Nvidia Rubin NVL72 report points to memory cut amid supply-chain constraints

SemiAnalysis said the AI server cluster reduced planned per-rack memory capacity and rack cost, while institutions later said the change affects only CPU-side pluggable memory rather than GPU-linked HBM demand.

Fact Check
Multiple independent sources confirm both elements of the claim. The BlockBeats 349554 and Odaily reports directly cite the SemiAnalysis June 4 research describing Rubin NVL72 per-rack memory cut from 55TB to 28TB and rack cost reductions, attributed to supply-chain constraints (specifically 192GB SOCAMM module shortage). The BlockBeats 349820 and 349560 reports show institutional clarifications that the change affects only CPU-side pluggable SOCAMM memory rather than GPU-linked HBM demand. Reddit AMD_Stock discussion provides additional corroboration. SemiAnalysis primary report not directly fetched (paywalled), but founder Dylan Patel's acknowledgment via Odaily confirms the underlying report exists, while contesting some framing.
Summary

Nvidia’s next-generation Rubin NVL72 AI server cluster remained in focus after SemiAnalysis said planned per-rack memory capacity would be reduced to 28TB from 55TB, with most systems using 96GB SOCAMM modules instead of the planned 192GB. The report also said the change would lower rack cost to $6.8 million from $7.6 million and triggered a global pullback in storage-related stocks.
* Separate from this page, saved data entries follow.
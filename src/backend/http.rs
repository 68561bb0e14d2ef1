use std::sync::Arc;
use std::time::Duration;

use async_trait::async_trait;
use futures::TryStreamExt;
use reqwest::header::{HeaderMap, CONTENT_LENGTH, RANGE};
use reqwest::{Client, Response, StatusCode};
use tokio_util::io::StreamReader;

use super::{BackendError, BackendFactory, FailedRequest, ObjectBackend, ObjectMetadata, RangeBody};
use crate::io::ByteRange;

/// Placeholder substituted by the regional endpoint.
const REGION_PLACEHOLDER: &str = "{region}";

/// Connection options shared by every [`HttpBackend`] built by a factory.
#[derive(Debug, Clone)]
pub struct HttpOptions {
    /// Base endpoint, e.g. `https://s3.amazonaws.com`.
    pub endpoint: String,
    /// Endpoint used once a region is known, e.g.
    /// `https://s3.{region}.amazonaws.com`. Without a template the reader
    /// cannot follow region redirects.
    pub endpoint_template: Option<String>,
    pub timeout: Duration,
}

impl HttpOptions {
    pub fn new(endpoint: impl Into<String>) -> Self {
        Self {
            endpoint: endpoint.into(),
            endpoint_template: None,
            timeout: Duration::from_secs(30),
        }
    }

    pub fn with_endpoint_template(mut self, template: impl Into<String>) -> Self {
        self.endpoint_template = Some(template.into());
        self
    }

    pub fn with_timeout(mut self, timeout: Duration) -> Self {
        self.timeout = timeout;
        self
    }
}

/// Path-style S3-compatible endpoint accessed with plain HTTP requests.
///
/// Objects are addressed as `{endpoint}/{bucket}/{key}` and requests are
/// anonymous, which suits public buckets and pre-authorized gateways.
pub struct HttpBackend {
    client: Client,
    endpoint: String,
}

impl HttpBackend {
    /// Create a backend for `endpoint`.
    ///
    /// Redirects are not followed: a 3xx response is handed back to the
    /// reader, which decides whether it is a region redirect.
    pub fn new(endpoint: impl Into<String>, timeout: Duration) -> Result<Self, BackendError> {
        let client = Client::builder()
            .timeout(timeout)
            .redirect(reqwest::redirect::Policy::none())
            .build()
            .map_err(BackendError::transport)?;

        Ok(Self {
            client,
            endpoint: endpoint.into().trim_end_matches('/').to_string(),
        })
    }

    pub fn endpoint(&self) -> &str {
        &self.endpoint
    }

    fn object_url(&self, bucket: &str, key: &str) -> String {
        format!("{}/{}/{}", self.endpoint, bucket, key.trim_start_matches('/'))
    }
}

fn failed_request(status: StatusCode, headers: &HeaderMap) -> FailedRequest {
    let mut failed = FailedRequest::new(
        status.as_u16(),
        status.canonical_reason().unwrap_or_default(),
    );
    for (name, value) in headers {
        if let Ok(value) = value.to_str() {
            failed = failed.with_header(name.as_str(), value);
        }
    }
    failed
}

fn content_length(headers: &HeaderMap) -> Option<i64> {
    headers
        .get(CONTENT_LENGTH)
        .and_then(|v| v.to_str().ok())
        .and_then(|s| s.parse().ok())
}

fn check_status(resp: &Response, expected: &[StatusCode]) -> Result<(), BackendError> {
    if expected.contains(&resp.status()) {
        Ok(())
    } else {
        Err(BackendError::Response(failed_request(
            resp.status(),
            resp.headers(),
        )))
    }
}

#[async_trait]
impl ObjectBackend for HttpBackend {
    async fn head_object(&self, bucket: &str, key: &str) -> Result<ObjectMetadata, BackendError> {
        let resp = self
            .client
            .head(self.object_url(bucket, key))
            .send()
            .await
            .map_err(BackendError::transport)?;
        check_status(&resp, &[StatusCode::OK])?;

        Ok(ObjectMetadata {
            content_length: content_length(resp.headers()),
        })
    }

    async fn get_range(
        &self,
        bucket: &str,
        key: &str,
        range: ByteRange,
    ) -> Result<RangeBody, BackendError> {
        let resp = self
            .client
            .get(self.object_url(bucket, key))
            .header(RANGE, range.to_header())
            .send()
            .await
            .map_err(BackendError::transport)?;

        // A full-body answer is only usable when the range starts at zero.
        if range.first() == 0 {
            check_status(&resp, &[StatusCode::PARTIAL_CONTENT, StatusCode::OK])?;
        } else {
            check_status(&resp, &[StatusCode::PARTIAL_CONTENT])?;
        }

        let declared = content_length(resp.headers()).and_then(|n| u64::try_from(n).ok());
        let stream = resp
            .bytes_stream()
            .map_err(std::io::Error::other);

        Ok(RangeBody::new(declared, Box::pin(StreamReader::new(stream))))
    }
}

/// Builds [`HttpBackend`]s from shared [`HttpOptions`].
pub struct HttpBackendFactory {
    options: HttpOptions,
}

impl HttpBackendFactory {
    pub fn new(options: HttpOptions) -> Self {
        Self { options }
    }
}

impl BackendFactory for HttpBackendFactory {
    fn base_client(&self) -> Result<Arc<dyn ObjectBackend>, BackendError> {
        let backend = HttpBackend::new(&self.options.endpoint, self.options.timeout)?;
        Ok(Arc::new(backend))
    }

    fn for_region(&self, region: &str) -> Result<Arc<dyn ObjectBackend>, BackendError> {
        let template = self.options.endpoint_template.as_deref().ok_or_else(|| {
            BackendError::Options(format!(
                "no endpoint template to reach region {region} from {}",
                self.options.endpoint
            ))
        })?;
        if !template.contains(REGION_PLACEHOLDER) {
            return Err(BackendError::Options(format!(
                "endpoint template {template} has no {REGION_PLACEHOLDER} placeholder"
            )));
        }

        let endpoint = template.replace(REGION_PLACEHOLDER, region);
        let backend = HttpBackend::new(endpoint, self.options.timeout)?;
        Ok(Arc::new(backend))
    }
}

#[cfg(test)]
mod tests {
    use anyhow::Result;
    use tokio::io::AsyncReadExt;
    use tokio_util::sync::CancellationToken;
    use wiremock::matchers::{header, method, path};
    use wiremock::{Mock, MockServer, ResponseTemplate};

    use super::*;
    use crate::error::Error;
    use crate::io::{RangeReader, ReadAt, ReadOutcome};

    #[tokio::test]
    async fn test_head_object() -> Result<()> {
        let mock_server = MockServer::start().await;
        Mock::given(method("HEAD"))
            .and(path("/bucket/data.parquet"))
            .respond_with(ResponseTemplate::new(200).set_body_bytes(vec![0u8; 128]))
            .mount(&mock_server)
            .await;

        let backend = HttpBackend::new(mock_server.uri(), Duration::from_secs(5))?;
        let meta = backend.head_object("bucket", "data.parquet").await?;

        assert_eq!(meta.content_length, Some(128));
        Ok(())
    }

    #[tokio::test]
    async fn test_get_range_sends_range_header() -> Result<()> {
        let mock_server = MockServer::start().await;
        Mock::given(method("GET"))
            .and(path("/bucket/data.parquet"))
            .and(header("range", "bytes=4-8"))
            .respond_with(ResponseTemplate::new(206).set_body_bytes(b"quick".to_vec()))
            .expect(1)
            .mount(&mock_server)
            .await;

        let backend = HttpBackend::new(mock_server.uri(), Duration::from_secs(5))?;
        let mut body = backend
            .get_range("bucket", "data.parquet", ByteRange::new(4, 8).unwrap())
            .await?;

        let mut out = Vec::new();
        body.stream.read_to_end(&mut out).await?;
        assert_eq!(out, b"quick");
        assert_eq!(body.content_length, Some(5));
        Ok(())
    }

    #[tokio::test]
    async fn test_redirect_is_not_followed() -> Result<()> {
        let mock_server = MockServer::start().await;
        Mock::given(method("HEAD"))
            .and(path("/bucket/key"))
            .respond_with(
                ResponseTemplate::new(301)
                    .insert_header("x-amz-bucket-region", "eu-west-1")
                    .insert_header("location", "https://example.invalid/"),
            )
            .mount(&mock_server)
            .await;

        let backend = HttpBackend::new(mock_server.uri(), Duration::from_secs(5))?;
        let err = backend.head_object("bucket", "key").await.unwrap_err();

        let failed = err.response().expect("response should be kept");
        assert_eq!(failed.status, 301);
        assert_eq!(failed.header("x-amz-bucket-region"), Some("eu-west-1"));
        Ok(())
    }

    #[tokio::test]
    async fn test_full_body_rejected_for_inner_range() -> Result<()> {
        let mock_server = MockServer::start().await;
        Mock::given(method("GET"))
            .and(path("/bucket/key"))
            .respond_with(ResponseTemplate::new(200).set_body_bytes(b"everything".to_vec()))
            .mount(&mock_server)
            .await;

        let backend = HttpBackend::new(mock_server.uri(), Duration::from_secs(5))?;
        let err = backend
            .get_range("bucket", "key", ByteRange::new(3, 5).unwrap())
            .await
            .unwrap_err();
        assert_eq!(err.response().map(|r| r.status), Some(200));
        Ok(())
    }

    #[test]
    fn test_factory_requires_region_template() {
        let factory = HttpBackendFactory::new(HttpOptions::new("http://localhost:9000"));
        assert!(factory.base_client().is_ok());
        assert!(matches!(
            factory.for_region("eu-west-1"),
            Err(BackendError::Options(_))
        ));

        let factory = HttpBackendFactory::new(
            HttpOptions::new("http://localhost:9000")
                .with_endpoint_template("http://localhost:9000"),
        );
        assert!(factory.for_region("eu-west-1").is_err());
    }

    async fn slow_object_server(delay: Duration) -> MockServer {
        let mock_server = MockServer::start().await;
        Mock::given(method("GET"))
            .and(path("/bucket/key"))
            .respond_with(
                ResponseTemplate::new(206)
                    .set_body_bytes(b"01234567".to_vec())
                    .set_delay(delay),
            )
            .mount(&mock_server)
            .await;
        mock_server
    }

    #[tokio::test]
    async fn test_cancel_aborts_request_in_flight() -> Result<()> {
        let mock_server = slow_object_server(Duration::from_secs(3)).await;
        let token = CancellationToken::new();
        let reader = RangeReader::builder("bucket", "key")
            .client(Arc::new(HttpBackend::new(mock_server.uri(), Duration::from_secs(10))?))
            .size(64)
            .cancellation(token.clone())
            .build()?;

        let canceller = tokio::spawn(async move {
            tokio::time::sleep(Duration::from_millis(100)).await;
            token.cancel();
        });

        let mut buf = [0u8; 8];
        let started = std::time::Instant::now();
        let result = reader.read_at(0, &mut buf).await;
        canceller.await?;

        assert!(matches!(result, Err(Error::Cancelled)), "{result:?}");
        assert!(started.elapsed() < Duration::from_secs(2));
        assert_eq!(reader.transferred_bytes(), 0);
        Ok(())
    }

    #[tokio::test]
    async fn test_deadline_exceeded_in_flight() -> Result<()> {
        let mock_server = slow_object_server(Duration::from_secs(3)).await;
        let reader = RangeReader::builder("bucket", "key")
            .client(Arc::new(HttpBackend::new(mock_server.uri(), Duration::from_secs(10))?))
            .size(64)
            .timeout(Duration::from_millis(200))
            .build()?;

        let mut buf = [0u8; 8];
        let started = std::time::Instant::now();
        let result = reader.read_at(0, &mut buf).await;

        assert!(matches!(result, Err(Error::DeadlineExceeded)), "{result:?}");
        assert!(!result.is_ok_and(|outcome| outcome.is_end_of_data()));
        assert!(started.elapsed() < Duration::from_secs(2));
        Ok(())
    }

    #[tokio::test]
    async fn test_region_redirect_follows_endpoint_template() -> Result<()> {
        let remote = MockServer::start().await;
        Mock::given(method("HEAD"))
            .and(path("/bucket/key"))
            .respond_with(ResponseTemplate::new(200).set_body_bytes(b"0123456789".to_vec()))
            .expect(1)
            .mount(&remote)
            .await;
        Mock::given(method("GET"))
            .and(path("/bucket/key"))
            .and(header("range", "bytes=6-9"))
            .respond_with(ResponseTemplate::new(206).set_body_bytes(b"6789".to_vec()))
            .expect(1)
            .mount(&remote)
            .await;

        // The home server sends every request to the region named after the
        // remote server's host.
        let home = MockServer::start().await;
        Mock::given(path("/bucket/key"))
            .respond_with(
                ResponseTemplate::new(301).insert_header("x-amz-bucket-region", "127.0.0.1"),
            )
            .expect(1)
            .mount(&home)
            .await;

        let template = format!("http://{{region}}:{}", remote.address().port());
        let factory = HttpBackendFactory::new(
            HttpOptions::new(home.uri()).with_endpoint_template(template),
        );
        let reader = RangeReader::builder("bucket", "key")
            .factory(Arc::new(factory))
            .build()?;

        let mut buf = [0u8; 8];
        let outcome = reader.read_at(6, &mut buf).await?;

        assert_eq!(outcome, ReadOutcome::end_of_data(4));
        assert_eq!(&buf[..4], b"6789");
        assert_eq!(reader.bound_region().as_deref(), Some("127.0.0.1"));
        Ok(())
    }
}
Institutions later said the reduction applies only to CPU-side pluggable memory, while demand for high-bandwidth memory tied to GPU computing remains intact, softening concerns about a broader hit to AI-memory demand.

Terms & Concepts
  • Rubin NVL72: Nvidia’s next-generation AI server cluster discussed in the report.
  • SOCAMM: A pluggable memory module format referenced in Rubin server configurations.
  • high-bandwidth memory: A type of advanced memory used alongside GPUs to support intensive AI computing workloads.